In addition to autophagy, BHB rebates mitophagy and ATP generation in osteoarthritic
chondrocytes, and BHB antioxidative, anti-senescence and anti-apoptotic actions are
canceled by knockout of HCAR2, or AMPK inhibition, suggesting that it acts through the
HCAR2-AMPK-PINK1/PARK2 pathway [53]. D-BHB inhibits superfluous LC3-II
accumulation and p62 accumulation and suppresses AMPK–ULK1 Ser317 activation to
restore autophagic flux and mitigate neuronal death in rats with severe hypoglycemia and
coma, which is probably through the enhancement of mitochondrial energetics [54].
All these results suggest that BHB is either able to up- or down-regulate AMPK-dependent
autophagy in response to physiological conditions, but can always improve mitochondrial
energetics and mitophagy to reestablish autophagic flux in various cellular and in vivo
systems [17,51,52,53,54]. Despite the fact that this data implies mechanistic
interrelationships between ketone metabolism, mitochondrial quality regulation, and
proteostasis, they have been yet to be confirmed in human neurodegenerative systems.
5.2. Epigenetic Control and β-Hydroxybutyrylation of Autophagy Genes.
BHB is an epigenetic signaling metabolite which inhibits the activity of the class I histone
deacetylases and is a precursor of lysine β-hydroxybutyrylation (Kbhb), a histone mark
that promotes stress resistance, mitochondrial metabolism, and autophagy gene activation
[51,55]. A number of studies indicate that BHB-induced histone changes increase the levels
of autophagy-related and antioxidant genes, which adds to cellular resistance to metabolic
and neurodegeneration disorders [51,55,56].
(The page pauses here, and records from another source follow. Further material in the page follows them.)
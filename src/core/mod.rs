pub mod table;
pub mod value_encoding;

pub use table::{Cell, CellValue, Column, ColumnType, Row, Table, TableSource};
pub use value_encoding::{
    DEFAULT_DATE_FORMAT, DEFAULT_DATETIME_FORMAT, TemporalFormats, encode_cell_value,
    raw_cell_value,
};
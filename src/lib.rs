//! morris-chart: typed tables to Morris.js chart configuration.
//!
//! A [`Chart`] wraps a table, picks an axis column and emits the object passed
//! to `Morris.Area`, `Morris.Bar`, `Morris.Line` or `Morris.Donut`.

pub mod api;
pub mod core;
pub mod error;
pub mod telemetry;

pub use api::{Chart, ChartConfig, ChartKind, ChartOptions, ChartSettings};
pub use error::{ChartError, ChartResult};
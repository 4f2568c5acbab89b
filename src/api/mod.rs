mod chart;
mod chart_config;
mod chart_kind;
mod chart_settings;
mod id_generator;
mod javascript;
mod layout_builder;
mod options;

pub use chart::Chart;
pub use chart_config::{
    COL_LABEL, COL_VALUE, ChartConfig, ChartLayout, ConfigField, DonutSegment, RowObject,
};
pub use chart_kind::ChartKind;
pub use chart_settings::{ChartSettings, DEFAULT_ID_PREFIX};
pub use id_generator::next_unique_token;
pub use options::{ChartOptions, RAW_EXPRESSION_PREFIX, is_raw_expression};
use indexmap::IndexMap;
use serde::{Deserialize, Serialize};
use serde_json::Value;

/// Prefix marking an option value as a JavaScript callback to emit unquoted.
pub const RAW_EXPRESSION_PREFIX: &str = "function(";

/// Returns `true` when `value` is a string starting with `function(`, ignoring ASCII case.
#[must_use]
pub fn is_raw_expression(value: &Value) -> bool {
    match value {
        Value::String(text) => text
            .get(..RAW_EXPRESSION_PREFIX.len())
            .is_some_and(|head| head.eq_ignore_ascii_case(RAW_EXPRESSION_PREFIX)),
        _ => false,
    }
}

/// Caller-supplied top-level chart options.
///
/// Keys keep insertion order; merging overwrites a key in place.
#[derive(Debug, Clone, Default, PartialEq, Serialize, Deserialize)]
#[serde(transparent)]
pub struct ChartOptions {
    entries: IndexMap<String, Value>,
}

impl ChartOptions {
    #[must_use]
    pub fn new() -> Self {
        Self::default()
    }

    /// Flat merge: keys in `patch` replace existing keys of the same name.
    pub fn merge<I, K, V>(&mut self, patch: I) -> &Self
    where
        I: IntoIterator<Item = (K, V)>,
        K: Into<String>,
        V: Into<Value>,
    {
        for (key, value) in patch {
            self.entries.insert(key.into(), value.into());
        }
        self
    }

    #[must_use]
    pub fn get(&self, key: &str) -> Option<&Value> {
        self.entries.get(key)
    }

    #[must_use]
    pub fn len(&self) -> usize {
        self.entries.len()
    }

    #[must_use]
    pub fn is_empty(&self) -> bool {
        self.entries.is_empty()
    }

    pub fn iter(&self) -> indexmap::map::Iter<'_, String, Value> {
        self.entries.iter()
    }
}

impl<K: Into<String>, V: Into<Value>> FromIterator<(K, V)> for ChartOptions {
    fn from_iter<I: IntoIterator<Item = (K, V)>>(iter: I) -> Self {
        let mut options = Self::new();
        options.merge(iter);
        options
    }
}

impl<'a> IntoIterator for &'a ChartOptions {
    type Item = (&'a String, &'a Value);
    type IntoIter = indexmap::map::Iter<'a, String, Value>;

    fn into_iter(self) -> Self::IntoIter {
        self.entries.iter()
    }
}
use crate::core::{Column, Row, TableSource, TemporalFormats, encode_cell_value, raw_cell_value};
use crate::error::{ChartError, ChartResult};

use super::chart_config::{ChartLayout, DonutSegment, RowObject};

/// Builds the xkey/ykeys layout around the column at `axis_position`.
///
/// Every row must carry exactly one cell per column, in column order.
pub(super) fn build_categorical_layout<T: TableSource>(
    table: &T,
    axis_position: usize,
    formats: &TemporalFormats,
) -> ChartResult<ChartLayout> {
    let columns = table.columns();
    let axis = columns
        .get(axis_position)
        .ok_or(ChartError::EmptyTable)?;

    let (ykeys, labels): (Vec<String>, Vec<String>) = columns
        .iter()
        .enumerate()
        .filter(|(position, _)| *position != axis_position)
        .map(|(_, column)| (column.id.clone(), column.label.clone()))
        .unzip();

    let data = table
        .rows()
        .iter()
        .enumerate()
        .map(|(row_index, row)| encode_row(columns, row_index, row, formats))
        .collect::<ChartResult<Vec<_>>>()?;

    Ok(ChartLayout::Categorical {
        xkey: axis.id.clone(),
        ykeys,
        labels,
        data,
    })
}

/// Builds the label/value layout from the first column.
///
/// Temporal values keep their plain serde form here; only categorical rows
/// apply the configured date formats.
pub(super) fn build_single_series_layout<T: TableSource>(table: &T) -> ChartResult<ChartLayout> {
    let first_column = table.columns().first().ok_or(ChartError::EmptyTable)?;

    let data = table
        .rows()
        .iter()
        .enumerate()
        .map(|(row_index, row)| {
            let cell = row.cells().first().ok_or(ChartError::RowShape {
                row_index,
                expected: 1,
                actual: 0,
            })?;
            check_cell_column(first_column, cell.column_id(), row_index, 0)?;
            Ok(DonutSegment {
                label: first_column.label.clone(),
                value: raw_cell_value(cell.value())?,
            })
        })
        .collect::<ChartResult<Vec<_>>>()?;

    Ok(ChartLayout::SingleSeries { data })
}

fn encode_row(
    columns: &[Column],
    row_index: usize,
    row: &Row,
    formats: &TemporalFormats,
) -> ChartResult<RowObject> {
    let cells = row.cells();
    if cells.len() != columns.len() {
        return Err(ChartError::RowShape {
            row_index,
            expected: columns.len(),
            actual: cells.len(),
        });
    }

    let mut object = RowObject::with_capacity(columns.len());
    for (position, (column, cell)) in columns.iter().zip(cells).enumerate() {
        check_cell_column(column, cell.column_id(), row_index, position)?;
        let found = cell.value().value_type();
        if found != column.column_type {
            return Err(ChartError::CellTypeMismatch {
                column_id: column.id.clone(),
                expected: column.column_type,
                found,
            });
        }
        object.insert(column.id.clone(), encode_cell_value(cell.value(), formats)?);
    }
    Ok(object)
}

fn check_cell_column(
    column: &Column,
    cell_column_id: &str,
    row_index: usize,
    position: usize,
) -> ChartResult<()> {
    if cell_column_id != column.id {
        return Err(ChartError::CellColumnMismatch {
            row_index,
            position,
            expected: column.id.clone(),
            found: cell_column_id.to_owned(),
        });
    }
    Ok(())
}

#[cfg(test)]
mod tests {
    use serde_json::json;

    use super::{build_categorical_layout, build_single_series_layout};
    use crate::api::ChartLayout;
    use crate::core::{Cell, Column, ColumnType, Row, Table, TemporalFormats};
    use crate::error::ChartError;

    fn two_column_table() -> (Table, Column, Column) {
        let name = Column::new("name", ColumnType::String);
        let score = Column::new("score", ColumnType::Number).with_label("Score");
        let mut table = Table::new();
        table.add_column(name.clone()).expect("name");
        table.add_column(score.clone()).expect("score");
        (table, name, score)
    }

    #[test]
    fn axis_in_middle_keeps_remaining_order() {
        let (mut table, name, score) = two_column_table();
        let extra = Column::new("extra", ColumnType::Boolean);
        table.add_column(extra.clone()).expect("extra");
        table.insert_row(
            Row::new()
                .with_cell(Cell::new(&name, "a").expect("cell"))
                .with_cell(Cell::new(&score, 1).expect("cell"))
                .with_cell(Cell::new(&extra, true).expect("cell")),
        );

        let layout =
            build_categorical_layout(&table, 1, &TemporalFormats::default()).expect("layout");
        let ChartLayout::Categorical {
            xkey,
            ykeys,
            labels,
            data,
        } = layout
        else {
            panic!("expected categorical layout");
        };
        assert_eq!(xkey, "score");
        assert_eq!(ykeys, ["name", "extra"]);
        assert_eq!(labels, ["name", "extra"]);
        assert_eq!(data[0].get("score"), Some(&json!(1)));
    }

    #[test]
    fn short_row_is_rejected() {
        let (mut table, name, _) = two_column_table();
        table.insert_row(Row::new().with_cell(Cell::new(&name, "a").expect("cell")));

        let err = build_categorical_layout(&table, 0, &TemporalFormats::default())
            .expect_err("short row must fail");
        assert!(matches!(
            err,
            ChartError::RowShape {
                row_index: 0,
                expected: 2,
                actual: 1
            }
        ));
    }

    #[test]
    fn swapped_cells_are_rejected() {
        let (mut table, name, score) = two_column_table();
        table.insert_row(
            Row::new()
                .with_cell(Cell::new(&score, 1).expect("cell"))
                .with_cell(Cell::new(&name, "a").expect("cell")),
        );

        let err = build_categorical_layout(&table, 0, &TemporalFormats::default())
            .expect_err("misaligned row must fail");
        assert!(matches!(err, ChartError::CellColumnMismatch { position: 0, .. }));
    }

    #[test]
    fn single_series_rejects_empty_row() {
        let (mut table, _, _) = two_column_table();
        table.insert_row(Row::new());

        let err = build_single_series_layout(&table).expect_err("empty row must fail");
        assert!(matches!(err, ChartError::RowShape { actual: 0, .. }));
    }
}
use once_cell::sync::OnceCell;
use serde_json::Value;
use tracing::{debug, trace};

use crate::core::{Column, Table, TableSource};
use crate::error::{ChartError, ChartResult};

use super::chart_config::ChartConfig;
use super::id_generator::next_unique_token;
use super::layout_builder::{build_categorical_layout, build_single_series_layout};
use super::{ChartKind, ChartOptions, ChartSettings};

/// Morris chart container bound to a table.
///
/// The element id and the axis column are resolved lazily on first access
/// and memoized; both can be replaced explicitly. Every conversion derives a
/// fresh [`ChartConfig`] from the current state.
#[derive(Debug)]
pub struct Chart<T: TableSource = Table> {
    kind: ChartKind,
    table: T,
    settings: ChartSettings,
    options: ChartOptions,
    id: OnceCell<String>,
    x_axis: OnceCell<usize>,
}

impl<T: TableSource> Chart<T> {
    #[must_use]
    pub fn new(kind: ChartKind, table: T) -> Self {
        Self::with_options(kind, table, ChartOptions::new())
    }

    #[must_use]
    pub fn with_options(kind: ChartKind, table: T, options: ChartOptions) -> Self {
        Self {
            kind,
            table,
            settings: ChartSettings::default(),
            options,
            id: OnceCell::new(),
            x_axis: OnceCell::new(),
        }
    }

    /// Creates a chart from a kind name such as `"Line"`.
    ///
    /// Unknown names fail before the table is looked at.
    pub fn try_new(kind: &str, table: T, options: ChartOptions) -> ChartResult<Self> {
        let kind = kind.parse::<ChartKind>()?;
        Ok(Self::with_options(kind, table, options))
    }

    /// Replaces converter settings. An id that was already resolved keeps its prefix.
    pub fn with_settings(mut self, settings: ChartSettings) -> ChartResult<Self> {
        self.settings = settings.validate()?;
        Ok(self)
    }

    #[must_use]
    pub fn kind(&self) -> ChartKind {
        self.kind
    }

    #[must_use]
    pub fn data(&self) -> &T {
        &self.table
    }

    #[must_use]
    pub fn settings(&self) -> &ChartSettings {
        &self.settings
    }

    /// Stores `id_prefix + raw` as the element id and returns it. Last write wins.
    pub fn set_id(&mut self, raw: &str) -> &str {
        let id = format!("{}{raw}", self.settings.id_prefix);
        self.id = OnceCell::new();
        self.id.get_or_init(|| id)
    }

    /// Returns the element id, generating and storing a prefixed unique one
    /// on first access when none was set.
    pub fn id(&self) -> &str {
        self.id.get_or_init(|| {
            let id = format!("{}{}", self.settings.id_prefix, next_unique_token());
            trace!(%id, "generated chart element id");
            id
        })
    }

    /// Uses the column with `column_id` as the axis and returns it.
    pub fn set_x_axis(&mut self, column_id: &str) -> ChartResult<&Column> {
        let position = self
            .table
            .column_position(column_id)
            .ok_or_else(|| ChartError::ForeignColumn(column_id.to_owned()))?;
        self.x_axis = OnceCell::new();
        let position = *self.x_axis.get_or_init(|| position);
        self.column_at(position)
    }

    /// Returns the axis column, defaulting to (and memoizing) the first column.
    pub fn x_axis(&self) -> ChartResult<&Column> {
        let position = self.x_axis_position()?;
        self.column_at(position)
    }

    /// Flat-merges `patch` into the options and returns the merged map.
    pub fn set_options<I, K, V>(&mut self, patch: I) -> &ChartOptions
    where
        I: IntoIterator<Item = (K, V)>,
        K: Into<String>,
        V: Into<Value>,
    {
        self.options.merge(patch)
    }

    #[must_use]
    pub fn options(&self) -> &ChartOptions {
        &self.options
    }

    pub fn convert(&self) -> ChartResult<ChartConfig> {
        let element = self.id().to_owned();
        debug!(
            kind = %self.kind,
            columns = self.table.columns().len(),
            rows = self.table.rows().len(),
            options = self.options.len(),
            "convert table to chart config"
        );

        let layout = if self.kind.is_single_series() {
            build_single_series_layout(&self.table)?
        } else {
            let position = self.x_axis_position()?;
            build_categorical_layout(&self.table, position, &self.settings.temporal_formats)?
        };

        Ok(ChartConfig {
            element,
            layout,
            options: self.options.clone(),
        })
    }

    /// Converts the table and emits the Morris constructor argument as text.
    pub fn convert_data_to_javascript(&self) -> ChartResult<String> {
        self.convert()?.to_javascript()
    }

    #[deprecated(note = "use `convert_data_to_javascript`")]
    pub fn convert_data_to_json(&self) -> ChartResult<String> {
        self.convert_data_to_javascript()
    }

    fn x_axis_position(&self) -> ChartResult<usize> {
        self.x_axis
            .get_or_try_init(|| {
                if self.table.columns().is_empty() {
                    return Err(ChartError::EmptyTable);
                }
                trace!("defaulting chart axis to first column");
                Ok(0)
            })
            .copied()
    }

    fn column_at(&self, position: usize) -> ChartResult<&Column> {
        self.table
            .columns()
            .get(position)
            .ok_or(ChartError::EmptyTable)
    }
}
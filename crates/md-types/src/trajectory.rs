//! Trajectory records surfaced by optimizer runs.

use chrono::{DateTime, Utc};
use serde::{Deserialize, Serialize};
use uuid::Uuid;

use crate::config::DiffusionConfig;

/// One per-step observation: cumulative objective evaluations so far and the
/// best reward seen in that step's population.
#[derive(Debug, Clone, Copy, PartialEq, Serialize, Deserialize)]
pub struct TrajectoryPoint {
    pub evaluations: usize,
    pub best_reward: f64,
}

/// The ordered trajectory of a single optimizer run, one point per reverse
/// step in decreasing-`t` order.
#[derive(Debug, Clone, PartialEq, Serialize, Deserialize)]
pub struct RunTrace {
    pub seed: u64,
    pub points: Vec<TrajectoryPoint>,
}

impl RunTrace {
    pub fn new(seed: u64) -> Self {
        Self {
            seed,
            points: Vec::new(),
        }
    }

    pub fn push(&mut self, evaluations: usize, best_reward: f64) {
        self.points.push(TrajectoryPoint {
            evaluations,
            best_reward,
        });
    }

    /// Best reward of the final (least-noisy) step.
    pub fn final_best_reward(&self) -> Option<f64> {
        self.points.last().map(|p| p.best_reward)
    }

    /// Best reward observed anywhere along the trajectory.
    pub fn best_reward(&self) -> Option<f64> {
        self.points
            .iter()
            .map(|p| p.best_reward)
            .fold(None, |acc, r| match acc {
                None => Some(r),
                Some(best) => Some(best.max(r)),
            })
    }

    pub fn len(&self) -> usize {
        self.points.len()
    }

    pub fn is_empty(&self) -> bool {
        self.points.is_empty()
    }
}

/// Aggregate result of a multi-trial benchmark run.
#[derive(Debug, Clone, PartialEq, Serialize, Deserialize)]
pub struct BenchmarkResult {
    pub id: Uuid,
    pub objective: String,
    pub config: DiffusionConfig,

    /// Per-seed trajectories, in seed order.
    pub trials: Vec<RunTrace>,

    /// Element-wise mean of the trial trajectories. All trials share the
    /// same evaluation grid, so averaging is positional.
    pub mean_trajectory: Vec<TrajectoryPoint>,

    pub created_at: DateTime<Utc>,
}

impl BenchmarkResult {
    pub fn new(
        objective: String,
        config: DiffusionConfig,
        trials: Vec<RunTrace>,
        mean_trajectory: Vec<TrajectoryPoint>,
    ) -> Self {
        Self {
            id: Uuid::new_v4(),
            objective,
            config,
            trials,
            mean_trajectory,
            created_at: Utc::now(),
        }
    }

    /// Mean of the trials' final best rewards.
    pub fn mean_final_best_reward(&self) -> Option<f64> {
        self.mean_trajectory.last().map(|p| p.best_reward)
    }
}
Even though the direct mapping of the β-hydroxybutyrylated regulatory elements that
mediate autophagy has not been fully accomplished yet, there is current evidence of BHB
as an epigenetic promoter of autophagy and mitochondrial homeostasis [51,55].
5.3. Lysosomal Biogenesis, Function, and PH
BHB also regulates the autophagylysosomal system and lysosomal capacity. D-BHB uses
TFEB-dependent lysosomal biogenesis and SIRT2-FOXO1/FOXO3a-PGC 1α signaling in
neurons to synchronize autophagy, mitophagy and mitochondrial biogenesis [17]. BHB
recovers the impaired autophagy state of HGPS fibroblasts and triggers p62 degradation,
which is prevented by AMPK or ULK1 inhibition, and the effect reveals that a repressed
autophagy-lysosomal route has been reinstated [52]. D-BHB has been shown to rescue
LAMP2 expression and lysosomal membrane integrity, LC3-II accumulation and p62
accumulation, and increase autophagy and degrade lysosomal function, respectively, and
improve autophagic degradation in models of NMDA excitotoxicity and hypoglycemic
coma, which is also evidence of the stabilization of lysosomal activity and autophagy under
stress conditions [16,54].
Altogether, these data indicate that BHB promotes autophagic accumulation of the
lysosome and its functional stability and mitigates the stress-related bottlenecks of
autophagosome traffic formation instead of intensifying autophagosome formation
[16,17,51,52,54].
5.4. NLRP3 Inflammasomes and Autophagy Crosstalk
BHB has great anti-inflammatory properties that are direct inhibitors of the NLRP3
inflammasome and indirect instigators of autophagic homeostasis. BHB, but not
acetoacetate or short-chain fatty acids, dose-dependently inhibits NLRP3 activation and
IL-1β/IL-18 release in macrophages through the inhibition of potassium efflux and ASC
oligomerization and is independent of AMPK, reactive oxygen species, autophagy,
GPR109A/HCAR2, SIRT2 and glycolytic inhibition [57].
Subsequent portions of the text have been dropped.